A spray bottle of water can be a lifesaver, reactivating products and reducing the frizz. Torch suggests taking water in your hands and rubbing wet hands across the frizzy areas. Usually, it is unnecessary to apply more product.

One of Ouidad’s favorite tricks -- one she often uses herself -- is to apply some of her Deep Treatment and slick it back into a bun, with a few tendrils framing her face. It controls the hair while conditioning it.

Cutler recommends taking large sections of hair -- roughly 4 inches -- and wrapping them in your hands, tucking the ends under, pinning them, and leaving them until they’re dry. Whether the hair air dries or you diffuse it, don’t touch it until it’s 80 percent dry. Then take out the pins and rake the curls out.

“You’ll have beautiful Giselle-type curls,” he says.

A medium set of curling irons also can be a godsend, Cutler says.
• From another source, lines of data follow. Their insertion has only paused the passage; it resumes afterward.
//! Fabula - Embeddable interactive-fiction engine
//!
//! This crate re-exports all layers of the Fabula system for convenient access.
//! For detailed documentation, see the individual layer crates.
//!
//! # Architecture
//!
//! ```text
//! Layer 4: fabula_runtime    — Story loading, turn cycle, source export
//! Layer 3: fabula_parser     — Input matching, word map, responses
//! Layer 2: fabula_language   — Lexer, parser, compiler, interpreter
//! Layer 1: fabula_storage    — Items, properties, world state
//! Layer 0: fabula_foundation — Core types (Value, ids, Error)
//! ```
//!
//! # Example
//!
//! ```
//! use fabula::Story;
//!
//! let mut story = Story::load_str(
//!     "item lamp;\n\
//!      property on: Bool;\n\
//!      command \"turn on {$x: Item}\" {\n\
//!        $x.on = true;\n\
//!        print(\"The lamp glows.\");\n\
//!      }",
//! )
//! .unwrap();
//! let messages = story.command("turn on the lamp");
//! assert_eq!(messages, vec!["The lamp glows.".to_string()]);
//! ```

pub use fabula_foundation as foundation;
pub use fabula_language as language;
pub use fabula_parser as parser;
pub use fabula_runtime as runtime;
pub use fabula_storage as storage;

// Re-export main types for convenience
pub use fabula_runtime::{MatchConfig, Responses, Story};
He suggests grabbing the hair in large sections and wrapping it around the curling iron, twirling it around like you would a pole.

“It won’t look like Jessica Simpson, but the curl will have a little more finish to it,” he says. “It’s a simple way to punch the hair up a little bit in five to 10 minutes.”

Some high-humidity product picks

  • Biosilk Smoothing Shampoo, Conditioner and Smoothing Balm
  • Biosilk Silk Therapy
  • Philip Pelusi Phyto-Life Hair Honey and Potion
  • Redken Clear Moisture and Fresh Curl lines
  • Curly Hair Solutions Curl Keeper
  • Curlisto Control Gel I and II mixed with Structura Lotion
  • Ouidad Climate Control Gel, Botanical Boost and Deep Treatment
  • Jessicurl Rockin' Ringlets
  • Joice I.C.E. Whip
  • ISO Bouncy Creme

    Biolage Gelee

    KMS Hydrator

Christo's high humidity protein shake

  • 1/2 glass milk
  • a few big strawberries
  • 1 egg
  • a dash of honey

Blend it together. Then lightly shampoo and apply the protein shake. Let it sit for 15 minutes and rinse it out with a light shampoo and a daily conditioner. Repeat every one to two weeks.